Leurs regrets se joignent déjà à ceux de toute l’Europe savante qui déplore amèrement la destruction entière d’une foule de monuments antiques, démolis totalement depuis peu d’années, sans qu’il en reste la moindre trace. On sait bien que ces démolitions barbares ont été exécutées contre les vues éclairées et les intentions bien connues de Son Altesse, et par des agents incapables d’apprécier le dommage que, sans le savoir, ils causaient ainsi au pays ; mais ces monuments n’en sont pas moins perdus sans retour, et leur perte réveille, dans toutes les classes instruites, une inquiète et bien juste sollicitude sur le sort à venir des monuments qui existent encore.

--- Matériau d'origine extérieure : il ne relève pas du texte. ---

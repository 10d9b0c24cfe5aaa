use super::distance::point_segment_distance;
use super::envelope::Envelope;
use super::orientation::orientation_index;
use super::Coord;

/// Classification of a segment-segment intersection.
#[derive(Debug, Clone, Copy, PartialEq, Eq)]
pub enum IntersectionKind {
    /// The segments do not intersect.
    None,
    /// The segments intersect in a single point.
    Point,
    /// The segments overlap along a collinear section.
    Collinear,
}

/// Robust intersector for pairs of 2D line segments.
///
/// Orientation tests use adaptive-precision predicates, so the *kind* of
/// intersection is always exact. Single-point intersection coordinates are
/// computed by parametric interpolation and snapped onto an input endpoint
/// whenever the intersection coincides with one, which guarantees that an
/// intersection at a shared vertex is reported with that vertex's exact
/// coordinates.
#[derive(Debug, Clone)]
pub struct LineIntersector {
    kind: IntersectionKind,
    is_proper: bool,
    int_pts: [Coord; 2],
    input: [[Coord; 2]; 2],
}

impl Default for LineIntersector {
    fn default() -> Self {
        Self::new()
    }
}

impl LineIntersector {
    #[must_use]
    pub fn new() -> Self {
        let origin = Coord::new(0.0, 0.0);
        Self {
            kind: IntersectionKind::None,
            is_proper: false,
            int_pts: [origin, origin],
            input: [[origin, origin], [origin, origin]],
        }
    }

    /// Computes the intersection of segments `p1-p2` and `q1-q2`, replacing
    /// any previously stored result.
    pub fn compute_intersection(&mut self, p1: &Coord, p2: &Coord, q1: &Coord, q2: &Coord) {
        self.input = [[*p1, *p2], [*q1, *q2]];
        self.is_proper = false;
        self.kind = self.compute(p1, p2, q1, q2);
    }

    /// Returns `true` if the last computed pair intersects at all.
    #[must_use]
    pub fn has_intersection(&self) -> bool {
        self.kind != IntersectionKind::None
    }

    #[must_use]
    pub fn kind(&self) -> IntersectionKind {
        self.kind
    }

    /// Number of intersection points (0, 1, or 2).
    #[must_use]
    pub fn intersection_count(&self) -> usize {
        match self.kind {
            IntersectionKind::None => 0,
            IntersectionKind::Point => 1,
            IntersectionKind::Collinear => 2,
        }
    }

    /// Returns intersection point `k`.
    #[must_use]
    pub fn intersection(&self, k: usize) -> Coord {
        self.int_pts[k]
    }

    /// Returns `true` if the intersection is a single point lying in the
    /// open interior of both segments.
    #[must_use]
    pub fn is_proper(&self) -> bool {
        self.has_intersection() && self.is_proper
    }

    /// Returns `true` if any intersection point lies in the interior of at
    /// least one of the input segments.
    #[must_use]
    pub fn is_interior_intersection(&self) -> bool {
        (0..self.intersection_count()).any(|k| self.is_interior_intersection_at(k))
    }

    fn is_interior_intersection_at(&self, k: usize) -> bool {
        let pt = self.int_pts[k];
        self.input
            .iter()
            .any(|seg| seg.iter().all(|endpoint| *endpoint != pt))
    }

    fn compute(&mut self, p1: &Coord, p2: &Coord, q1: &Coord, q2: &Coord) -> IntersectionKind {
        if !Envelope::intersects_segments(p1, p2, q1, q2) {
            return IntersectionKind::None;
        }

        let pq1 = orientation_index(p1, p2, q1);
        let pq2 = orientation_index(p1, p2, q2);
        if (pq1 > 0 && pq2 > 0) || (pq1 < 0 && pq2 < 0) {
            return IntersectionKind::None;
        }

        let qp1 = orientation_index(q1, q2, p1);
        let qp2 = orientation_index(q1, q2, p2);
        if (qp1 > 0 && qp2 > 0) || (qp1 < 0 && qp2 < 0) {
            return IntersectionKind::None;
        }

        if pq1 == 0 && pq2 == 0 && qp1 == 0 && qp2 == 0 {
            return self.compute_collinear(p1, p2, q1, q2);
        }

        // The segments intersect in exactly one point. A zero orientation
        // means the intersection lies on a segment endpoint, so the exact
        // endpoint coordinate is used.
        if pq1 == 0 || pq2 == 0 || qp1 == 0 || qp2 == 0 {
            self.int_pts[0] = if p1 == q1 || p1 == q2 {
                *p1
            } else if p2 == q1 || p2 == q2 {
                *p2
            } else if pq1 == 0 {
                *q1
            } else if pq2 == 0 {
                *q2
            } else if qp1 == 0 {
                *p1
            } else {
                *p2
            };
        } else {
            self.is_proper = true;
            self.int_pts[0] = Self::intersection_point(p1, p2, q1, q2);
        }
        IntersectionKind::Point
    }

    fn compute_collinear(
        &mut self,
        p1: &Coord,
        p2: &Coord,
        q1: &Coord,
        q2: &Coord,
    ) -> IntersectionKind {
        let q1_in_p = Envelope::intersects_point(p1, p2, q1);
        let q2_in_p = Envelope::intersects_point(p1, p2, q2);
        let p1_in_q = Envelope::intersects_point(q1, q2, p1);
        let p2_in_q = Envelope::intersects_point(q1, q2, p2);

        if q1_in_p && q2_in_p {
            self.int_pts = [*q1, *q2];
            return IntersectionKind::Collinear;
        }
        if p1_in_q && p2_in_q {
            self.int_pts = [*p1, *p2];
            return IntersectionKind::Collinear;
        }
        if q1_in_p && p1_in_q {
            self.int_pts = [*q1, *p1];
            return Self::collinear_kind(q1, p1, q2_in_p, p2_in_q);
        }
        if q1_in_p && p2_in_q {
            self.int_pts = [*q1, *p2];
            return Self::collinear_kind(q1, p2, q2_in_p, p1_in_q);
        }
        if q2_in_p && p1_in_q {
            self.int_pts = [*q2, *p1];
            return Self::collinear_kind(q2, p1, q1_in_p, p2_in_q);
        }
        if q2_in_p && p2_in_q {
            self.int_pts = [*q2, *p2];
            return Self::collinear_kind(q2, p2, q1_in_p, p1_in_q);
        }
        IntersectionKind::None
    }

    /// A shared endpoint with no further overlap is a point intersection;
    /// anything else collinear is an overlap.
    fn collinear_kind(a: &Coord, b: &Coord, other1: bool, other2: bool) -> IntersectionKind {
        if a == b && !other1 && !other2 {
            IntersectionKind::Point
        } else {
            IntersectionKind::Collinear
        }
    }

    /// Computes the interior intersection point of two crossing segments.
    fn intersection_point(p1: &Coord, p2: &Coord, q1: &Coord, q2: &Coord) -> Coord {
        let dpx = p2.x - p1.x;
        let dpy = p2.y - p1.y;
        let dqx = q2.x - q1.x;
        let dqy = q2.y - q1.y;

        let denom = dpx * dqy - dpy * dqx;
        let t = ((q1.x - p1.x) * dqy - (q1.y - p1.y) * dqx) / denom;
        let pt = Coord::new(p1.x + t * dpx, p1.y + t * dpy);

        // A badly conditioned pair can push the computed point outside the
        // segment envelopes; fall back to the nearest input endpoint.
        if Envelope::intersects_point(p1, p2, &pt) && Envelope::intersects_point(q1, q2, &pt) {
            pt
        } else {
            Self::nearest_endpoint(p1, p2, q1, q2)
        }
    }

    /// Endpoint of either segment closest to the other segment.
    fn nearest_endpoint(p1: &Coord, p2: &Coord, q1: &Coord, q2: &Coord) -> Coord {
        let mut nearest = *p1;
        let mut min_dist = point_segment_distance(p1, q1, q2);
        for (pt, dist) in [
            (p2, point_segment_distance(p2, q1, q2)),
            (q1, point_segment_distance(q1, p1, p2)),
            (q2, point_segment_distance(q2, p1, p2)),
        ] {
            if dist < min_dist {
                min_dist = dist;
                nearest = *pt;
            }
        }
        nearest
    }
}

#[cfg(test)]
mod tests {
    use super::*;

    fn c(x: f64, y: f64) -> Coord {
        Coord::new(x, y)
    }

    #[test]
    fn crossing_segments() {
        let mut li = LineIntersector::new();
        li.compute_intersection(&c(0.0, 0.0), &c(10.0, 10.0), &c(0.0, 10.0), &c(10.0, 0.0));
        assert_eq!(li.kind(), IntersectionKind::Point);
        assert!(li.is_proper());
        assert!(li.is_interior_intersection());
        assert_eq!(li.intersection(0), c(5.0, 5.0));
    }

    #[test]
    fn disjoint_segments() {
        let mut li = LineIntersector::new();
        li.compute_intersection(&c(0.0, 0.0), &c(1.0, 0.0), &c(0.0, 1.0), &c(1.0, 1.0));
        assert!(!li.has_intersection());
        assert_eq!(li.intersection_count(), 0);
    }

    #[test]
    fn endpoint_touch_is_not_proper() {
        let mut li = LineIntersector::new();
        li.compute_intersection(&c(0.0, 0.0), &c(10.0, 0.0), &c(5.0, 0.0), &c(5.0, 10.0));
        assert_eq!(li.kind(), IntersectionKind::Point);
        assert!(!li.is_proper());
        // Interior to the first segment even though it ends the second.
        assert!(li.is_interior_intersection());
        assert_eq!(li.intersection(0), c(5.0, 0.0));
    }

    #[test]
    fn shared_vertex() {
        let mut li = LineIntersector::new();
        li.compute_intersection(&c(0.0, 0.0), &c(5.0, 5.0), &c(5.0, 5.0), &c(10.0, 0.0));
        assert_eq!(li.kind(), IntersectionKind::Point);
        assert!(!li.is_proper());
        assert_eq!(li.intersection(0), c(5.0, 5.0));
    }

    #[test]
    fn collinear_overlap() {
        let mut li = LineIntersector::new();
        li.compute_intersection(&c(0.0, 0.0), &c(10.0, 0.0), &c(5.0, 0.0), &c(15.0, 0.0));
        assert_eq!(li.kind(), IntersectionKind::Collinear);
        assert_eq!(li.intersection_count(), 2);
        let pts = [li.intersection(0), li.intersection(1)];
        assert!(pts.contains(&c(5.0, 0.0)));
        assert!(pts.contains(&c(10.0, 0.0)));
    }

    #[test]
    fn collinear_touch_at_endpoints_is_point() {
        let mut li = LineIntersector::new();
        li.compute_intersection(&c(0.0, 0.0), &c(5.0, 0.0), &c(5.0, 0.0), &c(10.0, 0.0));
        assert_eq!(li.kind(), IntersectionKind::Point);
        assert_eq!(li.intersection(0), c(5.0, 0.0));
    }

    #[test]
    fn proper_intersection_interior_flag() {
        let mut li = LineIntersector::new();
        li.compute_intersection(&c(0.0, 5.0), &c(10.0, 5.0), &c(5.0, 0.0), &c(5.0, 10.0));
        assert!(li.is_proper());
        assert!(li.is_interior_intersection());
    }
}
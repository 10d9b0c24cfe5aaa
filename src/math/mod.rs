pub mod distance;
pub mod envelope;
pub mod line_intersector;
pub mod orientation;

pub use envelope::Envelope;
pub use line_intersector::{IntersectionKind, LineIntersector};
pub use orientation::{is_ccw, orientation_index, quadrant, signed_area};

use std::cmp::Ordering;

/// 2D coordinate type.
pub type Coord = nalgebra::Point2<f64>;

/// 2D vector type.
pub type Vector = nalgebra::Vector2<f64>;

/// Total lexicographic order over coordinates: x first, then y.
///
/// Negative zero is folded onto positive zero so that coordinates equal
/// under `==` never compare unequal here.
#[must_use]
pub fn compare_coords(a: &Coord, b: &Coord) -> Ordering {
    let ax = a.x + 0.0;
    let bx = b.x + 0.0;
    match ax.total_cmp(&bx) {
        Ordering::Equal => (a.y + 0.0).total_cmp(&(b.y + 0.0)),
        other => other,
    }
}

/// A coordinate wrapper ordered by [`compare_coords`], usable as a map key.
#[derive(Debug, Clone, Copy)]
pub struct CoordKey(pub Coord);

impl CoordKey {
    #[must_use]
    pub fn new(coord: Coord) -> Self {
        Self(Coord::new(coord.x + 0.0, coord.y + 0.0))
    }

    #[must_use]
    pub fn coord(&self) -> Coord {
        self.0
    }
}

impl PartialEq for CoordKey {
    fn eq(&self, other: &Self) -> bool {
        compare_coords(&self.0, &other.0) == Ordering::Equal
    }
}

impl Eq for CoordKey {}

impl PartialOrd for CoordKey {
    fn partial_cmp(&self, other: &Self) -> Option<Ordering> {
        Some(self.cmp(other))
    }
}

impl Ord for CoordKey {
    fn cmp(&self, other: &Self) -> Ordering {
        compare_coords(&self.0, &other.0)
    }
}

#[cfg(test)]
mod tests {
    use super::*;

    #[test]
    fn coord_order_x_before_y() {
        let a = Coord::new(1.0, 5.0);
        let b = Coord::new(2.0, 0.0);
        assert_eq!(compare_coords(&a, &b), Ordering::Less);
        assert_eq!(compare_coords(&b, &a), Ordering::Greater);
    }

    #[test]
    fn coord_order_equal() {
        let a = Coord::new(1.0, 5.0);
        assert_eq!(compare_coords(&a, &a), Ordering::Equal);
    }

    #[test]
    fn negative_zero_folds_onto_zero() {
        let a = Coord::new(-0.0, 0.0);
        let b = Coord::new(0.0, -0.0);
        assert_eq!(compare_coords(&a, &b), Ordering::Equal);
        assert_eq!(CoordKey::new(a), CoordKey::new(b));
    }
}
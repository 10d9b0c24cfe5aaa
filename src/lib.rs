pub mod error;
pub mod geometry;
pub mod graph;
pub mod math;
pub mod noding;
pub mod overlay;

pub use error::{OverlayError, Result};
pub use overlay::{overlay, BooleanOp};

[….] En résumé, l’intérêt bien entendu de la science exige, non que les fouilles soient interrompues, puisque la science acquiert chaque jour, par ces travaux, de nouvelles certitudes et des lumières inespérées, mais qu’on soumette les fouilleurs à un règlement tel, que la conservation des tombeaux découverts aujourd’hui et à l’avenir soit pleinement assurée et bien garantie contre les atteintes de l’ignorance ou d’une aveugle cupidité.

Alexandrie, novembre 1829 »

 

De retour à Paris en mars 1830, Champollion retrouve ses fonctions de conservateur au Louvre, auxquelles s’ajoute en 1831 une nomination au Collège de France, pour y tenir la première chaire d’archéologie et enseigner la grammaire égyptienne.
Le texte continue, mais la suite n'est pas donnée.